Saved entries
::::::::::

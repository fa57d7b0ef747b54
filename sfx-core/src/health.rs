//! Health states and worst-state aggregation
//!
//! Every entity the explorer shows carries a health state. Container nodes
//! color their icon by the most severe state among their members, whether
//! those members were fetched (authoritative) or only known through the
//! cluster health snapshot (approximate).

use serde::{Deserialize, Serialize};
use std::fmt;

/// Health state reported by the cluster for an entity.
#[derive(Debug, Clone, Copy, PartialEq, Eq, Hash, Serialize, Deserialize)]
pub enum HealthState {
    /// Not yet evaluated, or reported as `Invalid`.
    #[serde(alias = "Invalid")]
    Unknown,
    Ok,
    Warning,
    Error,
}

impl HealthState {
    /// Fixed severity priority: Error(3) > Warning(2) > Ok(1) > Unknown(0).
    pub fn severity(self) -> u8 {
        match self {
            HealthState::Unknown => 0,
            HealthState::Ok => 1,
            HealthState::Warning => 2,
            HealthState::Error => 3,
        }
    }

    pub fn as_str(self) -> &'static str {
        match self {
            HealthState::Unknown => "Unknown",
            HealthState::Ok => "Ok",
            HealthState::Warning => "Warning",
            HealthState::Error => "Error",
        }
    }
}

impl fmt::Display for HealthState {
    fn fmt(&self, f: &mut fmt::Formatter<'_>) -> fmt::Result {
        f.write_str(self.as_str())
    }
}

/// Most severe state among `states`, skipping absent entries.
///
/// Returns `None` when every entry is absent (including the empty input).
pub fn worst<I>(states: I) -> Option<HealthState>
where
    I: IntoIterator<Item = Option<HealthState>>,
{
    states
        .into_iter()
        .flatten()
        .max_by_key(|state| state.severity())
}

#[cfg(test)]
mod tests {
    use super::*;
    use proptest::prelude::*;

    #[test]
    fn test_worst_picks_error() {
        let states = [
            Some(HealthState::Ok),
            Some(HealthState::Warning),
            Some(HealthState::Error),
        ];
        assert_eq!(worst(states), Some(HealthState::Error));
    }

    #[test]
    fn test_worst_skips_absent() {
        assert_eq!(
            worst([None, Some(HealthState::Ok), None]),
            Some(HealthState::Ok)
        );
    }

    #[test]
    fn test_worst_of_nothing_is_absent() {
        assert_eq!(worst(Vec::<Option<HealthState>>::new()), None);
        assert_eq!(worst([None, None]), None);
    }

    #[test]
    fn test_unknown_still_counts() {
        assert_eq!(worst([None, Some(HealthState::Unknown)]), Some(HealthState::Unknown));
    }

    #[test]
    fn test_invalid_reads_as_unknown() {
        let state: HealthState = serde_json::from_str("\"Invalid\"").unwrap();
        assert_eq!(state, HealthState::Unknown);
        let state: HealthState = serde_json::from_str("\"Warning\"").unwrap();
        assert_eq!(state, HealthState::Warning);
    }

    fn arb_state() -> impl Strategy<Value = Option<HealthState>> {
        prop_oneof![
            Just(None),
            Just(Some(HealthState::Unknown)),
            Just(Some(HealthState::Ok)),
            Just(Some(HealthState::Warning)),
            Just(Some(HealthState::Error)),
        ]
    }

    proptest! {
        #[test]
        fn worst_is_an_upper_bound(states in prop::collection::vec(arb_state(), 0..16)) {
            let result = worst(states.clone());
            for state in states.iter().flatten() {
                prop_assert!(result.map(|r| r.severity()).unwrap_or(0) >= state.severity());
            }
            prop_assert_eq!(result.is_none(), states.iter().all(Option::is_none));
        }

        #[test]
        fn worst_ignores_order(mut states in prop::collection::vec(arb_state(), 0..16)) {
            let forward = worst(states.clone());
            states.reverse();
            prop_assert_eq!(forward, worst(states));
        }
    }
}
impl RefreshScheduler {
    /// Scheduler plus the receiver its notifications arrive on.
    pub fn new(config: SchedulerConfig) -> (Self, mpsc::Receiver<RefreshEvent>) {
        let (events, receiver) = mpsc::channel(EVENT_CHANNEL_CAPACITY);
        let inner = Inner {
            config,
            events,
            pending: Mutex::new(Pending::default()),
            auto_refresh: Mutex::new(None),
        };
        (
            Self {
                inner: Arc::new(inner),
            },
            receiver,
        )
    }

    /// Timing this scheduler runs with.
    pub fn config(&self) -> SchedulerConfig {
        self.inner.config
    }

    /// Schedule a notification for `node`, or for the full tree when `None`.
    pub fn refresh(&self, node: Option<Arc<TreeNode>>) {
        let request = match node {
            None => Batch::FullTree,
            Some(node) if node.is_protected() => {
                tracing::debug!(node = %node.id(), "protected node, promoting to full tree");
                Batch::FullTree
            }
            Some(node) => Batch::Node(node),
        };

        let mut pending = self.inner.pending();
        let batch = match pending.batch.take() {
            Some(batch) => batch.merge(request),
            None => request,
        };
        pending.batch = Some(batch);
        pending.generation += 1;
        if let Some(timer) = pending.timer.take() {
            timer.abort();
        }

        let generation = pending.generation;
        let deadline = Instant::now() + self.inner.config.debounce;
        let weak = Arc::downgrade(&self.inner);
        pending.timer = Some(tokio::spawn(async move {
            sleep_until(deadline).await;
            if let Some(inner) = weak.upgrade() {
                inner.flush(generation).await;
            }
        }));
    }

    /// Weak callback for contexts. Requests are dropped once the scheduler
    /// is gone.
    pub fn refresh_handle(&self) -> RefreshHandle {
        let weak: Weak<Inner> = Arc::downgrade(&self.inner);
        RefreshHandle::from_fn(move |node| {
            if let Some(inner) = weak.upgrade() {
                RefreshScheduler { inner }.refresh(node);
            }
        })
    }

    /// Start the periodic auto-refresh. Returns false if already running.
    ///
    /// The first tick fires one full interval after the call.
    pub fn start_auto_refresh(&self, callback: AutoRefreshCallback) -> bool {
        let mut slot = self.inner.auto_refresh();
        if slot.as_ref().is_some_and(|task| !task.is_finished()) {
            tracing::debug!("auto-refresh already running");
            return false;
        }

        let period = self.inner.config.auto_refresh_interval;
        let first_tick = Instant::now() + period;
        let weak = Arc::downgrade(&self.inner);
        *slot = Some(tokio::spawn(async move {
            let mut ticker = interval_at(first_tick, period);
            ticker.set_missed_tick_behavior(MissedTickBehavior::Delay);
            loop {
                ticker.tick().await;
                let Some(inner) = weak.upgrade() else {
                    break;
                };
                inner.tick(&callback).await;
            }
        }));
        tracing::info!(interval_ms = period.as_millis() as u64, "auto-refresh started");
        true
    }

    /// Stop the periodic auto-refresh. Returns whether it was running.
    pub fn stop_auto_refresh(&self) -> bool {
        let stopped = self.inner.stop_auto_refresh();
        if stopped {
            tracing::info!("auto-refresh stopped");
        }
        stopped
    }

    /// Stop any running auto-refresh and start again with `callback`.
    pub fn restart_auto_refresh(&self, callback: AutoRefreshCallback) -> bool {
        self.stop_auto_refresh();
        self.start_auto_refresh(callback)
    }

    /// Whether the periodic tick is active.
    pub fn is_auto_refresh_running(&self) -> bool {
        self.inner
            .auto_refresh()
            .as_ref()
            .is_some_and(|task| !task.is_finished())
    }

    /// Cancel the pending notification and the auto-refresh timer.
    pub fn shutdown(&self) {
        self.inner.cancel_pending();
        self.stop_auto_refresh();
    }
}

::::::::::

ACTION ITEM ▸ Return each line of the data exactly as it was given.

ANSWER FOR THE TASK ▸
repository fa57d7b0ef747b54
filename sfx-core/src/health.rs
//! Health states and worst-state aggregation
//!
//! Every entity the explorer shows carries a health state. Container nodes
//! color their icon by the most severe state among their members, whether
//! those members were fetched (authoritative) or only known through the
//! cluster health snapshot (approximate).

use serde::{Deserialize, Serialize};
use std::fmt;

/// Health state reported by the cluster for an entity.
#[derive(Debug, Clone, Copy, PartialEq, Eq, Hash, Serialize, Deserialize)]
pub enum HealthState {
    /// Not yet evaluated, or reported as `Invalid`.
    #[serde(alias = "Invalid")]
    Unknown,
    Ok,
    Warning,
    Error,
}

impl HealthState {
    /// Fixed severity priority: Error(3) > Warning(2) > Ok(1) > Unknown(0).
    pub fn severity(self) -> u8 {
        match self {
            HealthState::Unknown => 0,
            HealthState::Ok => 1,
            HealthState::Warning => 2,
            HealthState::Error => 3,
        }
    }

    pub fn as_str(self) -> &'static str {
        match self {
            HealthState::Unknown => "Unknown",
            HealthState::Ok => "Ok",
            HealthState::Warning => "Warning",
            HealthState::Error => "Error",
        }
    }
}

impl fmt::Display for HealthState {
    fn fmt(&self, f: &mut fmt::Formatter<'_>) -> fmt::Result {
        f.write_str(self.as_str())
    }
}

/// Most severe state among `states`, skipping absent entries.
///
/// Returns `None` when every entry is absent (including the empty input).
pub fn worst<I>(states: I) -> Option<HealthState>
where
    I: IntoIterator<Item = Option<HealthState>>,
{
    states
        .into_iter()
        .flatten()
        .max_by_key(|state| state.severity())
}

#[cfg(test)]
mod tests {
    use super::*;
    use proptest::prelude::*;

    #[test]
    fn test_worst_picks_error() {
        let states = [
            Some(HealthState::Ok),
            Some(HealthState::Warning),
            Some(HealthState::Error),
        ];
        assert_eq!(worst(states), Some(HealthState::Error));
    }

    #[test]
    fn test_worst_skips_absent() {
        assert_eq!(
            worst([None, Some(HealthState::Ok), None]),
            Some(HealthState::Ok)
        );
    }

    #[test]
    fn test_worst_of_nothing_is_absent() {
        assert_eq!(worst(Vec::<Option<HealthState>>::new()), None);
        assert_eq!(worst([None, None]), None);
    }

    #[test]
    fn test_unknown_still_counts() {
        assert_eq!(worst([None, Some(HealthState::Unknown)]), Some(HealthState::Unknown));
    }

    #[test]
    fn test_invalid_reads_as_unknown() {
        let state: HealthState = serde_json::from_str("\"Invalid\"").unwrap();
        assert_eq!(state, HealthState::Unknown);
        let state: HealthState = serde_json::from_str("\"Warning\"").unwrap();
        assert_eq!(state, HealthState::Warning);
    }

    fn arb_state() -> impl Strategy<Value = Option<HealthState>> {
        prop_oneof![
            Just(None),
            Just(Some(HealthState::Unknown)),
            Just(Some(HealthState::Ok)),
            Just(Some(HealthState::Warning)),
            Just(Some(HealthState::Error)),
        ]
    }

    proptest! {
        #[test]
        fn worst_is_an_upper_bound(states in prop::collection::vec(arb_state(), 0..16)) {
            let result = worst(states.clone());
            for state in states.iter().flatten() {
                prop_assert!(result.map(|r| r.severity()).unwrap_or(0) >= state.severity());
            }
            prop_assert_eq!(result.is_none(), states.iter().all(Option::is_none));
        }

        #[test]
        fn worst_ignores_order(mut states in prop::collection::vec(arb_state(), 0..16)) {
            let forward = worst(states.clone());
            states.reverse();
            prop_assert_eq!(forward, worst(states));
        }
    }
}
impl RefreshScheduler {
    /// Scheduler plus the receiver its notifications arrive on.
    pub fn new(config: SchedulerConfig) -> (Self, mpsc::Receiver<RefreshEvent>) {
        let (events, receiver) = mpsc::channel(EVENT_CHANNEL_CAPACITY);
        let inner = Inner {
            config,
            events,
            pending: Mutex::new(Pending::default()),
            auto_refresh: Mutex::new(None),
        };
        (
            Self {
                inner: Arc::new(inner),
            },
            receiver,
        )
    }

    /// Timing this scheduler runs with.
    pub fn config(&self) -> SchedulerConfig {
        self.inner.config
    }

    /// Schedule a notification for `node`, or for the full tree when `None`.
    pub fn refresh(&self, node: Option<Arc<TreeNode>>) {
        let request = match node {
            None => Batch::FullTree,
            Some(node) if node.is_protected() => {
                tracing::debug!(node = %node.id(), "protected node, promoting to full tree");
                Batch::FullTree
            }
            Some(node) => Batch::Node(node),
        };

        let mut pending = self.inner.pending();
        let batch = match pending.batch.take() {
            Some(batch) => batch.merge(request),
            None => request,
        };
        pending.batch = Some(batch);
        pending.generation += 1;
        if let Some(timer) = pending.timer.take() {
            timer.abort();
        }

        let generation = pending.generation;
        let deadline = Instant::now() + self.inner.config.debounce;
        let weak = Arc::downgrade(&self.inner);
        pending.timer = Some(tokio::spawn(async move {
            sleep_until(deadline).await;
            if let Some(inner) = weak.upgrade() {
                inner.flush(generation).await;
            }
        }));
    }

    /// Weak callback for contexts. Requests are dropped once the scheduler
    /// is gone.
    pub fn refresh_handle(&self) -> RefreshHandle {
        let weak: Weak<Inner> = Arc::downgrade(&self.inner);
        RefreshHandle::from_fn(move |node| {
            if let Some(inner) = weak.upgrade() {
                RefreshScheduler { inner }.refresh(node);
            }
        })
    }

    /// Start the periodic auto-refresh. Returns false if already running.
    ///
    /// The first tick fires one full interval after the call.
    pub fn start_auto_refresh(&self, callback: AutoRefreshCallback) -> bool {
        let mut slot = self.inner.auto_refresh();
        if slot.as_ref().is_some_and(|task| !task.is_finished()) {
            tracing::debug!("auto-refresh already running");
            return false;
        }

        let period = self.inner.config.auto_refresh_interval;
        let first_tick = Instant::now() + period;
        let weak = Arc::downgrade(&self.inner);
        *slot = Some(tokio::spawn(async move {
            let mut ticker = interval_at(first_tick, period);
            ticker.set_missed_tick_behavior(MissedTickBehavior::Delay);
            loop {
                ticker.tick().await;
                let Some(inner) = weak.upgrade() else {
                    break;
                };
                inner.tick(&callback).await;
            }
        }));
        tracing::info!(interval_ms = period.as_millis() as u64, "auto-refresh started");
        true
    }

    /// Stop the periodic auto-refresh. Returns whether it was running.
    pub fn stop_auto_refresh(&self) -> bool {
        let stopped = self.inner.stop_auto_refresh();
        if stopped {
            tracing::info!("auto-refresh stopped");
        }
        stopped
    }

    /// Stop any running auto-refresh and start again with `callback`.
    pub fn restart_auto_refresh(&self, callback: AutoRefreshCallback) -> bool {
        self.stop_auto_refresh();
        self.start_auto_refresh(callback)
    }

    /// Whether the periodic tick is active.
    pub fn is_auto_refresh_running(&self) -> bool {
        self.inner
            .auto_refresh()
            .as_ref()
            .is_some_and(|task| !task.is_finished())
    }

    /// Cancel the pending notification and the auto-refresh timer.
    pub fn shutdown(&self) {
        self.inner.cancel_pending();
        self.stop_auto_refresh();
    }
}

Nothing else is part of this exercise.